[Dataset items]
___

//! Traversal and copy-on-write mutation over the shard DAG.
//!
//! Shards are never mutated in place: `put` and `del` rewrite the path from
//! the owning shard back to the root and report exactly which blocks the
//! operation created and which it superseded. Persisting the additions and
//! garbage-collecting the removals is the caller's job.

use crate::shard::{
    find_common_prefix, put_entry, MapError, Shard, ShardBlock, ShardConfig, ShardEntry,
    ShardFetcher, ShardValue,
};
use scuttle_block::{BlockFetcher, Link};
use tracing::{debug, trace};

/// Outcome of a copy-on-write mutation: the new root plus the exact block
/// delta. Additions are ordered leaf to root; removals are the superseded
/// path from root to the shard that owned the key.
#[derive(Clone, Debug, PartialEq, Eq)]
pub struct WriteResult {
    pub root: Link,
    pub additions: Vec<ShardBlock>,
    pub removals: Vec<ShardBlock>,
}

impl WriteResult {
    fn unchanged(root: Link) -> Self {
        WriteResult {
            root,
            additions: Vec::new(),
            removals: Vec::new(),
        }
    }
}

/// Walk from the root to the shard that owns `key`, collecting the visited
/// shards. The last element is the owner: either it already holds an entry
/// for the remaining suffix or the suffix belongs in it.
async fn traverse<S: BlockFetcher + ?Sized>(
    shards: &ShardFetcher<'_, S>,
    root: ShardBlock,
    key: &str,
) -> Result<Vec<ShardBlock>, MapError> {
    let mut path = vec![root];
    let mut remaining = key.to_string();
    loop {
        let descend = {
            let shard = path.last().expect("path is never empty");
            let mut next = None;
            for entry in &shard.entries {
                if remaining == entry.key {
                    break;
                }
                if remaining.starts_with(entry.key.as_str()) {
                    if let Some(child) = entry.value.child() {
                        next = Some((
                            child,
                            entry.key.len(),
                            format!("{}{}", shard.prefix, entry.key),
                        ));
                        break;
                    }
                }
            }
            next
        };
        match descend {
            Some((child, matched, prefix)) => {
                let block = shards.get(&child, &prefix).await?;
                remaining = remaining.split_off(matched);
                path.push(block);
            }
            None => return Ok(path),
        }
    }
}

/// Get the value stored for `key`, or `None` when the key is absent.
pub async fn get<S: BlockFetcher + ?Sized>(
    blocks: &S,
    root: &Link,
    key: &str,
) -> Result<Option<Link>, MapError> {
    let shards = ShardFetcher::new(blocks);
    let rshard = shards.get(root, "").await?;
    let path = traverse(&shards, rshard, key).await?;
    let target = path.last().expect("path is never empty");
    let skey = &key[target.prefix.len()..];
    Ok(target
        .entries
        .iter()
        .find(|e| e.key == skey)
        .and_then(|e| e.value.value()))
}

/// Put a value for `key`, overwriting any existing value at that exact key.
pub async fn put<S: BlockFetcher + ?Sized>(
    blocks: &S,
    root: &Link,
    key: &str,
    value: Link,
    config: &ShardConfig,
) -> Result<WriteResult, MapError> {
    let shards = ShardFetcher::new(blocks);
    let rshard = shards.get(root, "").await?;
    let path = traverse(&shards, rshard, key).await?;
    let target = path.last().expect("path is never empty");
    let skey = key[target.prefix.len()..].to_string();

    let mut additions: Vec<ShardBlock> = Vec::new();
    let mut entry = ShardEntry::new(skey.clone(), ShardValue::Value(value));

    // Keys longer than the per-entry limit become a chain of single-entry
    // shards, built tail first so the deepest shard holds the real value.
    if skey.chars().count() > config.max_key_length {
        let slices = char_chunks(&skey, config.max_key_length);
        let mut prefixes = Vec::with_capacity(slices.len());
        let mut acc = target.prefix.clone();
        for slice in &slices {
            prefixes.push(acc.clone());
            acc.push_str(slice);
        }

        let deepest = slices.len() - 1;
        let mut child = ShardBlock::encode(
            vec![ShardEntry::new(slices[deepest], ShardValue::Value(value))],
            prefixes[deepest].clone(),
        );
        additions.push(child.clone());
        for i in (1..deepest).rev() {
            child = ShardBlock::encode(
                vec![ShardEntry::new(slices[i], ShardValue::Child(child.link))],
                prefixes[i].clone(),
            );
            additions.push(child.clone());
        }
        entry = ShardEntry::new(slices[0], ShardValue::Child(child.link));
    }

    let mut shard = put_entry(&target.entries, entry.clone());
    let mut child = ShardBlock::encode(shard.clone(), target.prefix.clone());

    // Split on the longest shared prefix when the encoded shard overflows.
    if child.bytes.len() > config.max_shard_size {
        let (prefix, matches) =
            find_common_prefix(&shard, &entry.key).ok_or(MapError::ShardLimitExceeded)?;
        let matches: Vec<ShardEntry> = matches.into_iter().cloned().collect();
        debug!(
            shard = %child.link.short(),
            prefix = %prefix,
            moved = matches.len(),
            "splitting overflowing shard"
        );

        let moved: Shard = matches
            .iter()
            .filter(|e| e.key != prefix)
            .map(|e| ShardEntry::new(&e.key[prefix.len()..], e.value))
            .collect();
        let block = ShardBlock::encode(moved, format!("{}{}", target.prefix, prefix));
        additions.push(block.clone());

        let value = match matches.iter().find(|e| e.key == prefix) {
            Some(at_prefix) => match at_prefix.value {
                ShardValue::Value(v) => ShardValue::ChildValue(block.link, v),
                // Entries at this prefix that already link to a shard should
                // have been grouped below it; the shard is inconsistent.
                _ => return Err(MapError::MalformedShard(child.link)),
            },
            None => ShardValue::Child(block.link),
        };

        shard.retain(|e| !matches.iter().any(|m| m.key == e.key));
        shard = put_entry(&shard, ShardEntry::new(prefix, value));
        child = ShardBlock::encode(shard, target.prefix.clone());
    }

    // Same link means the write changed nothing; surface an empty delta.
    if child.link == target.link {
        return Ok(WriteResult::unchanged(*root));
    }
    additions.push(child.clone());

    // Rewrite ancestors from the owner back to the root, repointing each
    // parent's entry at the fresh child and keeping co-resident values.
    for parent in path[..path.len() - 1].iter().rev() {
        child = repoint(parent, &child)?;
        additions.push(child.clone());
    }

    Ok(WriteResult {
        root: child.link,
        additions,
        removals: path,
    })
}

/// Delete the value for `key`. Deleting an absent key is a no-op with an
/// empty delta.
pub async fn del<S: BlockFetcher + ?Sized>(
    blocks: &S,
    root: &Link,
    key: &str,
    _config: &ShardConfig,
) -> Result<WriteResult, MapError> {
    let shards = ShardFetcher::new(blocks);
    let rshard = shards.get(root, "").await?;
    let path = traverse(&shards, rshard, key).await?;
    let target = path.last().expect("path is never empty");
    let skey = &key[target.prefix.len()..];

    let Some(entryidx) = target.entries.iter().position(|e| e.key == *skey) else {
        return Ok(WriteResult::unchanged(*root));
    };
    let entry = &target.entries[entryidx];

    let mut shard = target.entries.clone();
    match entry.value {
        // A bare child link carries no value at this key; nothing to delete.
        ShardValue::Child(_) => return Ok(WriteResult::unchanged(*root)),
        ShardValue::ChildValue(child, _) => {
            shard[entryidx] = ShardEntry::new(entry.key.clone(), ShardValue::Child(child));
        }
        ShardValue::Value(_) => {
            shard.remove(entryidx);
        }
    }

    // Shards left empty collapse into their parent: the parent's link entry
    // is dropped (or demoted to its value half), cascading upward. The root
    // is the one shard allowed to be empty.
    let mut level = path.len() - 1;
    while shard.is_empty() && level > 0 {
        let parent = &path[level - 1];
        let key_in_parent = &path[level].prefix[parent.prefix.len()..];
        trace!(
            shard = %path[level].link.short(),
            parent = %parent.link.short(),
            "collapsing empty shard"
        );
        shard = parent
            .entries
            .iter()
            .filter_map(|e| {
                if e.key != key_in_parent {
                    return Some(e.clone());
                }
                match e.value {
                    ShardValue::ChildValue(_, v) => {
                        Some(ShardEntry::new(e.key.clone(), ShardValue::Value(v)))
                    }
                    _ => None,
                }
            })
            .collect();
        level -= 1;
    }

    let mut child = ShardBlock::encode(shard, path[level].prefix.clone());
    let mut additions = vec![child.clone()];
    for parent in path[..level].iter().rev() {
        child = repoint(parent, &child)?;
        additions.push(child.clone());
    }

    Ok(WriteResult {
        root: child.link,
        additions,
        removals: path,
    })
}

/// Rewrite `parent` so its entry for `child`'s position points at `child`'s
/// new link, preserving any co-resident value.
fn repoint(parent: &ShardBlock, child: &ShardBlock) -> Result<ShardBlock, MapError> {
    let key_in_parent = &child.prefix[parent.prefix.len()..];
    let entries: Shard = parent
        .entries
        .iter()
        .map(|e| {
            if e.key != key_in_parent {
                return Ok(e.clone());
            }
            match e.value {
                ShardValue::Child(_) => {
                    Ok(ShardEntry::new(e.key.clone(), ShardValue::Child(child.link)))
                }
                ShardValue::ChildValue(_, v) => Ok(ShardEntry::new(
                    e.key.clone(),
                    ShardValue::ChildValue(child.link, v),
                )),
                ShardValue::Value(_) => Err(MapError::MalformedShard(parent.link)),
            }
        })
        .collect::<Result<_, _>>()?;
    Ok(ShardBlock::encode(entries, parent.prefix.clone()))
}

/// Enumerate every `(key, value)` pair reachable from `root`, in key order.
pub async fn entries<S: BlockFetcher + ?Sized>(
    blocks: &S,
    root: &Link,
) -> Result<Vec<(String, Link)>, MapError> {
    let shards = ShardFetcher::new(blocks);
    let rshard = shards.get(root, "").await?;
    let mut out = Vec::new();
    // Explicit worklist: (shard, next entry index). Entries are visited in
    // sorted order and a key's own value precedes the keys below it, so the
    // output needs no final sort.
    let mut stack: Vec<(ShardBlock, usize)> = vec![(rshard, 0)];
    'outer: loop {
        let (entry, prefix) = loop {
            match stack.last_mut() {
                None => break 'outer,
                Some((shard, idx)) if *idx >= shard.entries.len() => {
                    stack.pop();
                }
                Some((shard, idx)) => {
                    let entry = shard.entries[*idx].clone();
                    *idx += 1;
                    break (entry, shard.prefix.clone());
                }
            }
        };
        let key = format!("{}{}", prefix, entry.key);
        if let Some(value) = entry.value.value() {
            out.push((key.clone(), value));
        }
        if let Some(child) = entry.value.child() {
            let block = shards.get(&child, &key).await?;
            stack.push((block, 0));
        }
    }
    Ok(out)
}

fn char_chunks(s: &str, size: usize) -> Vec<&str> {
    let mut out = Vec::new();
    let mut rest = s;
    while !rest.is_empty() {
        let end = rest
            .char_indices()
            .nth(size)
            .map(|(i, _)| i)
            .unwrap_or(rest.len());
        out.push(&rest[..end]);
        rest = &rest[end..];
    }
    out
}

___

[Task directions]: Where does the string "loop" appear in the records above? Return every line that holds it.

[Answer section]:
    loop {
    'outer: loop {
        let (entry, prefix) = loop {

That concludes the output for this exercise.